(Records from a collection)
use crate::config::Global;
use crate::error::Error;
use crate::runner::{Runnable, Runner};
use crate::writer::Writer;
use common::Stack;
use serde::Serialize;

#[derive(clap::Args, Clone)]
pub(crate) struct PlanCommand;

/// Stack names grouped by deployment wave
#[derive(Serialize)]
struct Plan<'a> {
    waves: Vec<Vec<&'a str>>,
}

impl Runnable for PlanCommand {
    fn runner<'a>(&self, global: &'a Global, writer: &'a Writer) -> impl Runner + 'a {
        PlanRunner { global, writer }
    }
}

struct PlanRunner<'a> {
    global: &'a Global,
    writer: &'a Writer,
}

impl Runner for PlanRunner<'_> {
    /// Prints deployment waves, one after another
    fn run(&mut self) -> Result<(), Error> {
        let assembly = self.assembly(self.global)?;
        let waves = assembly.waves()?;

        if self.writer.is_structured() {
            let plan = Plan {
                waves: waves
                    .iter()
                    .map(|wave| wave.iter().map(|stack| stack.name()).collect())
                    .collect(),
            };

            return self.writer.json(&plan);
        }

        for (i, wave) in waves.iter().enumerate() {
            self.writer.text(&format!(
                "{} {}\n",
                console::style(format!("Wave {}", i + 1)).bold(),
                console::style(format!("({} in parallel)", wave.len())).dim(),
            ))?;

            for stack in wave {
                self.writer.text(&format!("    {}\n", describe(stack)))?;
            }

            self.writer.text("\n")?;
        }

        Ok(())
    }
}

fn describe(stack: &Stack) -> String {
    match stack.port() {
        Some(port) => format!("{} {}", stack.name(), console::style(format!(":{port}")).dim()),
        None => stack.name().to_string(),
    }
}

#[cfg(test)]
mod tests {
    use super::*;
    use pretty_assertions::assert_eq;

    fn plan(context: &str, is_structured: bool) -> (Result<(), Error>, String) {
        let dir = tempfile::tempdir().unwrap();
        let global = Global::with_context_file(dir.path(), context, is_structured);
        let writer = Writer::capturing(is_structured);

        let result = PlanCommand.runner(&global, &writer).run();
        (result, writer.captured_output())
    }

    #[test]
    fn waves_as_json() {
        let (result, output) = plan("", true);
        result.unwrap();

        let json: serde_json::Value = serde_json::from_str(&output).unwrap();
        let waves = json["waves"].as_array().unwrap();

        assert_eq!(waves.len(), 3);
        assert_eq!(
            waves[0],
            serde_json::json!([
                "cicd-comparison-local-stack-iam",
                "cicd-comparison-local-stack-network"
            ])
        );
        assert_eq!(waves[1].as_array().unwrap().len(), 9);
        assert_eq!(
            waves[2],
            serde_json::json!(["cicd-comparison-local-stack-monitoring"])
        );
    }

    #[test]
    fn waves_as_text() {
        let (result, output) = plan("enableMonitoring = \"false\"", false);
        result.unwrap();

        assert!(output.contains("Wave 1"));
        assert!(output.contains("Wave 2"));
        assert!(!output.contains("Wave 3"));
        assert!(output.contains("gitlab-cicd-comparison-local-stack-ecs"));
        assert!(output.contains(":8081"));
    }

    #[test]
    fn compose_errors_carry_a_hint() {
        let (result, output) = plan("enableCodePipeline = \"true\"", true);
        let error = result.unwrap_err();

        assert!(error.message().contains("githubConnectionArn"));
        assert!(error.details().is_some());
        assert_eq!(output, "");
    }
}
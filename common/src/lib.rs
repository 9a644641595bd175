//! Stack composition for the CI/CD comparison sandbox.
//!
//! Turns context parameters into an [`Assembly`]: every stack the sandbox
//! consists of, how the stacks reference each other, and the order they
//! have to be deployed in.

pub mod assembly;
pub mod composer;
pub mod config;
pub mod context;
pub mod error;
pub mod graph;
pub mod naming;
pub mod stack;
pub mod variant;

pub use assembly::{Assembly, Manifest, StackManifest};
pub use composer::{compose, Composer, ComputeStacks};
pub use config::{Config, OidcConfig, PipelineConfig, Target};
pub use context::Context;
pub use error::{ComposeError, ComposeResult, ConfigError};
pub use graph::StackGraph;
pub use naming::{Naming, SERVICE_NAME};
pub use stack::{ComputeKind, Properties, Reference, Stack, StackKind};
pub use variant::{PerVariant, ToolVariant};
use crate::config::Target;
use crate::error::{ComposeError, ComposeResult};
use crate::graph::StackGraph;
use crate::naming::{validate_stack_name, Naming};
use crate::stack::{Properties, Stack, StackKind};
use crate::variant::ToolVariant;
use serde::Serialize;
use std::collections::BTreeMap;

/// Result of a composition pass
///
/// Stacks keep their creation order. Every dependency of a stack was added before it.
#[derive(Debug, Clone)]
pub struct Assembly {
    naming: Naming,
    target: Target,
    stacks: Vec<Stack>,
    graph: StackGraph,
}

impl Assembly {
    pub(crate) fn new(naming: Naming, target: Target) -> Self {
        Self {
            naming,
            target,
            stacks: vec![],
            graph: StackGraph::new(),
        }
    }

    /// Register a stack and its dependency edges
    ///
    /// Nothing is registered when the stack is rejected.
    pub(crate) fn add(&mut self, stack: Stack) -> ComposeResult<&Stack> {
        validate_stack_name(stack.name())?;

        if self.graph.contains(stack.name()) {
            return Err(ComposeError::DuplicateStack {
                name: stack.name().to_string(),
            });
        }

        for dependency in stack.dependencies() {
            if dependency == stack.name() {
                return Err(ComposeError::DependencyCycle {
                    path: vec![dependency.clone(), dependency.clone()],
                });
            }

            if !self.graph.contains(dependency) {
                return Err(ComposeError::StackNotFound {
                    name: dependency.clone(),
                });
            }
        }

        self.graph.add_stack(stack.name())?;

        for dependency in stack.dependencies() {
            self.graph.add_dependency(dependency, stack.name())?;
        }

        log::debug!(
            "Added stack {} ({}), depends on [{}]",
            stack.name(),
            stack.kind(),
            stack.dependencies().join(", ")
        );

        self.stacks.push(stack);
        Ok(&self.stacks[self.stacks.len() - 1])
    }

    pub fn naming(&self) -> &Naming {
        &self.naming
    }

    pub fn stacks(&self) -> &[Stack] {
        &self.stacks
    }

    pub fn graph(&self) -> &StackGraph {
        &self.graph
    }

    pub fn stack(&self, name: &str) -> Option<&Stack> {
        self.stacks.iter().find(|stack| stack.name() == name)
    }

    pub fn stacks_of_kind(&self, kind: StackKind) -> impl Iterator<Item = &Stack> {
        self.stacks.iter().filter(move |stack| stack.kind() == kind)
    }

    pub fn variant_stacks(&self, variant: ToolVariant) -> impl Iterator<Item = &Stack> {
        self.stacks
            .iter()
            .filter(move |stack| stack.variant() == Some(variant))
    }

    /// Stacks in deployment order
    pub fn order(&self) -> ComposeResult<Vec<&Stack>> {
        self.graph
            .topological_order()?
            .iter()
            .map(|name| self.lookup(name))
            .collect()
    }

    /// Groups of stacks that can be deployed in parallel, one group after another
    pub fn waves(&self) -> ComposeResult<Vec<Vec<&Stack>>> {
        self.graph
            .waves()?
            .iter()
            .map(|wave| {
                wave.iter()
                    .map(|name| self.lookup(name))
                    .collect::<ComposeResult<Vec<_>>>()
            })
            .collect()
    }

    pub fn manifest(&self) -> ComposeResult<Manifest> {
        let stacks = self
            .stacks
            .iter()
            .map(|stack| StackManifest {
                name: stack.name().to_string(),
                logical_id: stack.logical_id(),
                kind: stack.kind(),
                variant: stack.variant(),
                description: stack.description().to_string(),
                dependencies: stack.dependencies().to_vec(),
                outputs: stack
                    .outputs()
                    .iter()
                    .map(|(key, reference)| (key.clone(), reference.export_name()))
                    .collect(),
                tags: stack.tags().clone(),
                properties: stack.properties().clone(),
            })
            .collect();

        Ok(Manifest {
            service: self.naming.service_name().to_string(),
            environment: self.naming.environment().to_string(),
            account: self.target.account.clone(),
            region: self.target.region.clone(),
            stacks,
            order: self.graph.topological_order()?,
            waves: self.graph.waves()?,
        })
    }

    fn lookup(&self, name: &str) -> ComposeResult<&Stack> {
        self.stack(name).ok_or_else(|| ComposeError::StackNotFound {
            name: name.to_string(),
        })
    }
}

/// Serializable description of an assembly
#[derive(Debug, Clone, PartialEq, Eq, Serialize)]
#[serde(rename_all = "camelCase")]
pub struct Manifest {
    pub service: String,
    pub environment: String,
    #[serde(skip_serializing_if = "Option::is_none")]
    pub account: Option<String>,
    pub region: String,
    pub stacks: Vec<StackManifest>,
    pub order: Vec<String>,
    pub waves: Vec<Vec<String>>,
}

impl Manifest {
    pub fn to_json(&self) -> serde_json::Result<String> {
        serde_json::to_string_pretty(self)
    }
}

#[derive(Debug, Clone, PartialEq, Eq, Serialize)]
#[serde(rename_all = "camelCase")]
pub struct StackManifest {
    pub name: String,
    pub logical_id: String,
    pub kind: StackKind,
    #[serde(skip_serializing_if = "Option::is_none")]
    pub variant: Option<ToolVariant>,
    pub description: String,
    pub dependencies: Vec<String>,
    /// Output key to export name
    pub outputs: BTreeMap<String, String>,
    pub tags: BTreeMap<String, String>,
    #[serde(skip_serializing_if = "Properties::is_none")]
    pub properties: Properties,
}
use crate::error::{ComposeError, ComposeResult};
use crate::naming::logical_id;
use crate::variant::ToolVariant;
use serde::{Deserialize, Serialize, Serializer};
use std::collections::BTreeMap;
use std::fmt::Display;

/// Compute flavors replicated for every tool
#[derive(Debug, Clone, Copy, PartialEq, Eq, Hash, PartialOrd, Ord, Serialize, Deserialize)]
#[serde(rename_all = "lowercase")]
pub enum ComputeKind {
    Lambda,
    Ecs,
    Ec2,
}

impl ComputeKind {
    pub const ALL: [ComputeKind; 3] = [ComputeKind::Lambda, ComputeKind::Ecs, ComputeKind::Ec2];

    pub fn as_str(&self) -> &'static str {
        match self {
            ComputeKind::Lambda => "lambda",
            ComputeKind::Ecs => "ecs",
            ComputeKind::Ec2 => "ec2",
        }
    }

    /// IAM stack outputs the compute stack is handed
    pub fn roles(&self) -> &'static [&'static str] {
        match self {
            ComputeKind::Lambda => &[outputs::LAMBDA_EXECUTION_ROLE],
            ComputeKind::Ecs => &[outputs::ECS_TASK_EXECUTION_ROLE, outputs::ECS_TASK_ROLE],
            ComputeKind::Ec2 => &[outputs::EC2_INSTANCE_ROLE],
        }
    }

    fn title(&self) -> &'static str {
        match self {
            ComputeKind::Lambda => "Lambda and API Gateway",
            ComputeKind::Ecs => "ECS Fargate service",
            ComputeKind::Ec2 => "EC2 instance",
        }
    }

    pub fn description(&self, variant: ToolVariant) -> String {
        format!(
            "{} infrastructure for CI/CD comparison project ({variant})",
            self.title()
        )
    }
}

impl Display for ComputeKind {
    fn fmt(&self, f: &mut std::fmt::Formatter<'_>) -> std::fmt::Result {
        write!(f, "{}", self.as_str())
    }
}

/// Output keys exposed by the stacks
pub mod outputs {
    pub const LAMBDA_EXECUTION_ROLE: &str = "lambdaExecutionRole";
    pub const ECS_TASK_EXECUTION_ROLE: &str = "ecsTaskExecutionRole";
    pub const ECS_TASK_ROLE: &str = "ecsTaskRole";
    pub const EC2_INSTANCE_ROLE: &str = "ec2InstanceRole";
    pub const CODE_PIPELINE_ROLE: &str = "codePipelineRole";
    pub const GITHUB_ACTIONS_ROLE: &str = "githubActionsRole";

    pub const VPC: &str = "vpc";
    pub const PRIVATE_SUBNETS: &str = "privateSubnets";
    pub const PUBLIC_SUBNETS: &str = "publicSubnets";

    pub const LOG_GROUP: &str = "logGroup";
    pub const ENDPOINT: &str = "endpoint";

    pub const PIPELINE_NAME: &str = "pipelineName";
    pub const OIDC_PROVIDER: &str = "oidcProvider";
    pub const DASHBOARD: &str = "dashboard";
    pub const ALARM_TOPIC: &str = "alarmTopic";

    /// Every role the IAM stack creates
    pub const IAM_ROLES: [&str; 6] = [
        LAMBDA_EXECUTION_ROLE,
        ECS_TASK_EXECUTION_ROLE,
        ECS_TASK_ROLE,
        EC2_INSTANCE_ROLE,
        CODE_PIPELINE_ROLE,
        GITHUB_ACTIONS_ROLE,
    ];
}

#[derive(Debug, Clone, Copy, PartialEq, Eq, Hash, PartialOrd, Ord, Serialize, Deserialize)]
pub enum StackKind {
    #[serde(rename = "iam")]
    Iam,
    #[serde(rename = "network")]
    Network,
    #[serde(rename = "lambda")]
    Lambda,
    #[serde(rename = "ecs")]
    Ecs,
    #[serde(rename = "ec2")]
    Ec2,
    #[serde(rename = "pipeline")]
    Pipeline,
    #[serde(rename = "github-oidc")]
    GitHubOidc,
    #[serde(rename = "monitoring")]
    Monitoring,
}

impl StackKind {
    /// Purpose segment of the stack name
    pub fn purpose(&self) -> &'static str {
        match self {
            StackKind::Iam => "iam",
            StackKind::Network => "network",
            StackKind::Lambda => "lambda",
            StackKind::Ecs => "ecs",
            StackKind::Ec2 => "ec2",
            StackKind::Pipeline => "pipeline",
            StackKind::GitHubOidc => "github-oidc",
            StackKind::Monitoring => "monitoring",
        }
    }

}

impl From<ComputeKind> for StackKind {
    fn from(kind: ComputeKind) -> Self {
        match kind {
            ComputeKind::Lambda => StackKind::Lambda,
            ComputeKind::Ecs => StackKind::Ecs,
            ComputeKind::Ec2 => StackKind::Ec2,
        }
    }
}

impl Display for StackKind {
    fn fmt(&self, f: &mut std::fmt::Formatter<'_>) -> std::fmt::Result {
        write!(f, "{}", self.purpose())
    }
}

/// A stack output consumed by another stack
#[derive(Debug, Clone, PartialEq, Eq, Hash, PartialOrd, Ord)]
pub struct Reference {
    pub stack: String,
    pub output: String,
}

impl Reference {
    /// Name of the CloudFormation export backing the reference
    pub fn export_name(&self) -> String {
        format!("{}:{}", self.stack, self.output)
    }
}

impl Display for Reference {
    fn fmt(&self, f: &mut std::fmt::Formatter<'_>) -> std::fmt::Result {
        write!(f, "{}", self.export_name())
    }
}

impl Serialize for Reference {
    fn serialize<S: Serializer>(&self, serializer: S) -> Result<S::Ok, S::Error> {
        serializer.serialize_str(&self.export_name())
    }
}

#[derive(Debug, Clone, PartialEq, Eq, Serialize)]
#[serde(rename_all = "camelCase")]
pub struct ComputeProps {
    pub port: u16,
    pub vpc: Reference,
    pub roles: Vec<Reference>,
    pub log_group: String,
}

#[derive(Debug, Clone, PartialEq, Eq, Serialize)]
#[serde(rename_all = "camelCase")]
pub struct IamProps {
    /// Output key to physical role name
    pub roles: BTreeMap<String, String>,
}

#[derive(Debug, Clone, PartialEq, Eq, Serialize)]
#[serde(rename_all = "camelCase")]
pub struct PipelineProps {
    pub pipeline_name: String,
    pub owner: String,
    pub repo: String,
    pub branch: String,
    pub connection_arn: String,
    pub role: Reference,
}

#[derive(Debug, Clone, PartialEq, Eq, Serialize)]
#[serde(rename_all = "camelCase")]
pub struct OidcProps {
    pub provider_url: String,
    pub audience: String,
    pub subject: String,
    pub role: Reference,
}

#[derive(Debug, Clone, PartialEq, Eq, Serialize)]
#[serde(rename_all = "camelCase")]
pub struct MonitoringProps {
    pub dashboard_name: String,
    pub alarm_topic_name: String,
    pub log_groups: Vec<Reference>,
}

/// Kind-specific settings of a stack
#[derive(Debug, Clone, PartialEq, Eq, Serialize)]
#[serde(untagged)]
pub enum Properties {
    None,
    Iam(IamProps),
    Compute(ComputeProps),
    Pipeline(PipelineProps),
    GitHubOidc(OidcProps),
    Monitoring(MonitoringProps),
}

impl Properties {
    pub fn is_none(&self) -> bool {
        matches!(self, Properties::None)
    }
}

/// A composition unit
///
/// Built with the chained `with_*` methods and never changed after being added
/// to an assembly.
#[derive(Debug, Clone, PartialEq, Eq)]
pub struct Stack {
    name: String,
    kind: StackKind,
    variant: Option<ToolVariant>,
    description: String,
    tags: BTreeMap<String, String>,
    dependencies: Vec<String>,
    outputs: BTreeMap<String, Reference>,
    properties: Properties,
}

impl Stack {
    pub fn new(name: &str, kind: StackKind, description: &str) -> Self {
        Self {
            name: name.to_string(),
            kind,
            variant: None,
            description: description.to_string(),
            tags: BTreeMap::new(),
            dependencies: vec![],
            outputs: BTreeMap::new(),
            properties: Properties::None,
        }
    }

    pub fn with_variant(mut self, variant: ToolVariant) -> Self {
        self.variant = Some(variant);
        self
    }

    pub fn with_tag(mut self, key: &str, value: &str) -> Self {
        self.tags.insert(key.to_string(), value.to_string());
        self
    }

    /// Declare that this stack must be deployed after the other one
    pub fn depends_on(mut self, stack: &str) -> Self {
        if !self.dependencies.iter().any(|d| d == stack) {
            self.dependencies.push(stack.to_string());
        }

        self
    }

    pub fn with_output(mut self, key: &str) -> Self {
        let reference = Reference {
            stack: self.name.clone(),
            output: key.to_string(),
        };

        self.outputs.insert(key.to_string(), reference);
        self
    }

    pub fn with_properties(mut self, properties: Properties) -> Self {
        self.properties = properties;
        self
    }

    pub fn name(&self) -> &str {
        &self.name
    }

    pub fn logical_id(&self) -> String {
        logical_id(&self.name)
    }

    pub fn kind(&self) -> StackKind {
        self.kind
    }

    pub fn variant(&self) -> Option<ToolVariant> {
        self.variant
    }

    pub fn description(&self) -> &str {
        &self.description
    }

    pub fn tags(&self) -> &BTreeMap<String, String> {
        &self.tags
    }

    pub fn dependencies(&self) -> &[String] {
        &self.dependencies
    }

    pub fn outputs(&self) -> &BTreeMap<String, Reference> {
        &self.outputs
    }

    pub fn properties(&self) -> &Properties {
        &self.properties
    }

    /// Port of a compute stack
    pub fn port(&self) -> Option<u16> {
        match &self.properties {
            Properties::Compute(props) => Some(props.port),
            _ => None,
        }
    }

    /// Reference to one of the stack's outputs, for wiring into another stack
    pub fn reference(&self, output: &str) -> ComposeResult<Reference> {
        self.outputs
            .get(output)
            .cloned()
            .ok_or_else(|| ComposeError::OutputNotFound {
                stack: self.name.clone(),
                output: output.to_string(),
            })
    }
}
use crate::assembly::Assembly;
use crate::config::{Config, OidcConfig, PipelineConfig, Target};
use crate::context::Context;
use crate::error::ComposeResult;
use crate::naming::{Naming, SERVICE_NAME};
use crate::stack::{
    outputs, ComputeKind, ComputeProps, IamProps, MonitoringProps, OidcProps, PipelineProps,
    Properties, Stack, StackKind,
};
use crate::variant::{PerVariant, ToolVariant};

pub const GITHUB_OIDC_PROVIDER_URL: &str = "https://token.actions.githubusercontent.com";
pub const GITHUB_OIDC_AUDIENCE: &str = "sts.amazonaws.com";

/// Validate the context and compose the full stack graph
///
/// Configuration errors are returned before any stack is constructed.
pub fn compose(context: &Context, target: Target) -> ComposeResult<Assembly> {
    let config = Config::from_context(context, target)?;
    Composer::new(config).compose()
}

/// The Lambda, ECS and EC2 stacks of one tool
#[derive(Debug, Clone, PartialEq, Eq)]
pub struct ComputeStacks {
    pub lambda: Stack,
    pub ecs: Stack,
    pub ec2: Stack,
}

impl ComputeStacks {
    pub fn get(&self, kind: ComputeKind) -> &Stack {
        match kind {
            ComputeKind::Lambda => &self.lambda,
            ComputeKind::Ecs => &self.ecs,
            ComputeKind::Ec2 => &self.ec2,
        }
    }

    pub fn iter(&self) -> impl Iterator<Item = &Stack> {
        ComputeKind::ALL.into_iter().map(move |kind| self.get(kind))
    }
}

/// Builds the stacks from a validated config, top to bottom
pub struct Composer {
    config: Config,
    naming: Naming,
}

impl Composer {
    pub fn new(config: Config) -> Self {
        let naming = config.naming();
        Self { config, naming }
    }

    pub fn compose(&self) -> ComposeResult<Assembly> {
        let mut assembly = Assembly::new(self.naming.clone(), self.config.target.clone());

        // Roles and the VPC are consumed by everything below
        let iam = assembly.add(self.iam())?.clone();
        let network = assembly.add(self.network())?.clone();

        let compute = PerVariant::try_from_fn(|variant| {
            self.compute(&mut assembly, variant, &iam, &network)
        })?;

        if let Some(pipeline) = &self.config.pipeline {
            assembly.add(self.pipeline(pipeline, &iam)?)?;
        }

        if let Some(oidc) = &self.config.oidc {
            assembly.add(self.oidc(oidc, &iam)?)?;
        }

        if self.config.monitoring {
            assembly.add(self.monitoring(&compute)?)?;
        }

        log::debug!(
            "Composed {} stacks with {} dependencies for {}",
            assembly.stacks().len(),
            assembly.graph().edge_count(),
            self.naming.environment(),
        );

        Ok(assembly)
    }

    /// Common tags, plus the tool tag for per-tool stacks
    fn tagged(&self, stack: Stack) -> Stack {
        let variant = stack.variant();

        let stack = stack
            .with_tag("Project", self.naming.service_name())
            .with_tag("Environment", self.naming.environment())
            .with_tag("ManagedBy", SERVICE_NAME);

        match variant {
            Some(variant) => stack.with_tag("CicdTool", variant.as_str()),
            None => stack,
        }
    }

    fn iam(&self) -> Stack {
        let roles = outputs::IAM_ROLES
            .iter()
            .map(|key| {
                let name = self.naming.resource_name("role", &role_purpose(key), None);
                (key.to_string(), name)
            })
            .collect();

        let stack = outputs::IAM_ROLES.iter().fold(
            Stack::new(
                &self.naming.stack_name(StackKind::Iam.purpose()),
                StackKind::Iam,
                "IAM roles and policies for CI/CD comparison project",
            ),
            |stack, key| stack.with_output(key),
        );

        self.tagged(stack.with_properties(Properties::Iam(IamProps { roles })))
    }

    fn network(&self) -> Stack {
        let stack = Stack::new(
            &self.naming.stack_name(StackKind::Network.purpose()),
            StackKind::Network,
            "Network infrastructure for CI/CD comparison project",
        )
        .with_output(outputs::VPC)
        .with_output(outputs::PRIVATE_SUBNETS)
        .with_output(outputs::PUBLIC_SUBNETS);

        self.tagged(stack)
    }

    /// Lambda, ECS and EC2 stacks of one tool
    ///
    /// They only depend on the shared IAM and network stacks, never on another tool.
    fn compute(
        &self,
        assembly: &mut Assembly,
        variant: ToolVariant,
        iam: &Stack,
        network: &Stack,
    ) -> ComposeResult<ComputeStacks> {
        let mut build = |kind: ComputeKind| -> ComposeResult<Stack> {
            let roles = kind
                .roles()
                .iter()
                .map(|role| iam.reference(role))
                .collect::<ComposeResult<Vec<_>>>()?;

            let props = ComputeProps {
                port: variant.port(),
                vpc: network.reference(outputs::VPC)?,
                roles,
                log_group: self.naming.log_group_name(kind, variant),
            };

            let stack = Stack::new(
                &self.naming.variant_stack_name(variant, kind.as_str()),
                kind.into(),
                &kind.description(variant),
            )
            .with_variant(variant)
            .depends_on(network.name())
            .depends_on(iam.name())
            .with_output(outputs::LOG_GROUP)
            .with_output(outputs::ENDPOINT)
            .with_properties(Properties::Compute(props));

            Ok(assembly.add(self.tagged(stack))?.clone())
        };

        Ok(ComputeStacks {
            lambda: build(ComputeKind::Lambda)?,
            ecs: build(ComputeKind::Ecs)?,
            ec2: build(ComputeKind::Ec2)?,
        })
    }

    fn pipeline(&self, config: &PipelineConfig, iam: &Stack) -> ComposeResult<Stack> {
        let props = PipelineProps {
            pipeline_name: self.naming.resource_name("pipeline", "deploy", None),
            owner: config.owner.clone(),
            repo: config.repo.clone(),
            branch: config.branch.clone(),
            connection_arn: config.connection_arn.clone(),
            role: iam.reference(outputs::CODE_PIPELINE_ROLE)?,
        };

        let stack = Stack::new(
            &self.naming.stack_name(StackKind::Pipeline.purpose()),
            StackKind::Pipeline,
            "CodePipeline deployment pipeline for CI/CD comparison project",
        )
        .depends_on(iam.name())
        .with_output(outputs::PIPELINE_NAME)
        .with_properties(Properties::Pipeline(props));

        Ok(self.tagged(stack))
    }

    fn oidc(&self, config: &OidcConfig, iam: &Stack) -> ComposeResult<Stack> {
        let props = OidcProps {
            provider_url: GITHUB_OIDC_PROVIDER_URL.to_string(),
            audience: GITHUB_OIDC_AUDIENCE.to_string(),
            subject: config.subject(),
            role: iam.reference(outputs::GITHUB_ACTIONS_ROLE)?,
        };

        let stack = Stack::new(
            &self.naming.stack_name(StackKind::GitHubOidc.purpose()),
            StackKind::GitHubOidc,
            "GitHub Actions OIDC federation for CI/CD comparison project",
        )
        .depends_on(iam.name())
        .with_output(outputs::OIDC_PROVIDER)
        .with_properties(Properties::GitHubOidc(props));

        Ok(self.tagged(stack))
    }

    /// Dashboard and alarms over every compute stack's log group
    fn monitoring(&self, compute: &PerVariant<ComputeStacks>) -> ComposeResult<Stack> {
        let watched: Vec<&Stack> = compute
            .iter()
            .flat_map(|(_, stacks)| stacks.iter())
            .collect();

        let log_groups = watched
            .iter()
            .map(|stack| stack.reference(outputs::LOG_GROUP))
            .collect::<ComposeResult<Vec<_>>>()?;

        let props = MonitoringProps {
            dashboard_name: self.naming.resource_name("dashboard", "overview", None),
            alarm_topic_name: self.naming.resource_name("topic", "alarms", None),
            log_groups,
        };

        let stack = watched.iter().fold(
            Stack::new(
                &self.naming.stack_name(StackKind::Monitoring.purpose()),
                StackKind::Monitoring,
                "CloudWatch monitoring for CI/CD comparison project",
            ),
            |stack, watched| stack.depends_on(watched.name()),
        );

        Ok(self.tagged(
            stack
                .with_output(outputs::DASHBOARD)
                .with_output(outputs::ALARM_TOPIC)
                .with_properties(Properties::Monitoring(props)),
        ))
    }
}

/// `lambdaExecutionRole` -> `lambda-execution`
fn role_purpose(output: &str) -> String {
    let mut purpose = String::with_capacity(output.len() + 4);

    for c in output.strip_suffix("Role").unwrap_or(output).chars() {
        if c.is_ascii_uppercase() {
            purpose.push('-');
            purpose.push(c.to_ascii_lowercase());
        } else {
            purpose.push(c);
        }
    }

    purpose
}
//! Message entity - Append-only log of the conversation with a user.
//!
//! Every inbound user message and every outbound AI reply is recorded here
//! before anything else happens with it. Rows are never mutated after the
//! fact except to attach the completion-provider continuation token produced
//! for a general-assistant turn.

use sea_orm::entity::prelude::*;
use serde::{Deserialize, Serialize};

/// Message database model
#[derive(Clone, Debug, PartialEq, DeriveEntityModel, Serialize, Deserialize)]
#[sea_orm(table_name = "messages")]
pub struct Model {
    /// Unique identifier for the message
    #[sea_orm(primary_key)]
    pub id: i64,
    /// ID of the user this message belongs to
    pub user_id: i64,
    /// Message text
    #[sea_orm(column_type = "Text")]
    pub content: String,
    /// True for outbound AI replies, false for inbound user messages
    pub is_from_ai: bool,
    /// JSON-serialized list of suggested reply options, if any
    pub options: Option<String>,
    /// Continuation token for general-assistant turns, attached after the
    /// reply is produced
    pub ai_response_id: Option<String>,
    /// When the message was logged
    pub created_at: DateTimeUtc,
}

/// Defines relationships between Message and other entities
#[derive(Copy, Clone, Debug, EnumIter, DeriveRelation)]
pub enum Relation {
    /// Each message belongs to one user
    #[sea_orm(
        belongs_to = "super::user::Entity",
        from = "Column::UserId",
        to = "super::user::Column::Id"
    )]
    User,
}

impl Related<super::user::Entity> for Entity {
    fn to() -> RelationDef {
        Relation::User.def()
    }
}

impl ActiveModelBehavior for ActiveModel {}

» **EXERCISE DETAILS**:
The answer is each line from the entries above in which the word "region" occurs.

» **SOLUTION BELOW**:
            region: self.target.region.clone(),
    pub region: String,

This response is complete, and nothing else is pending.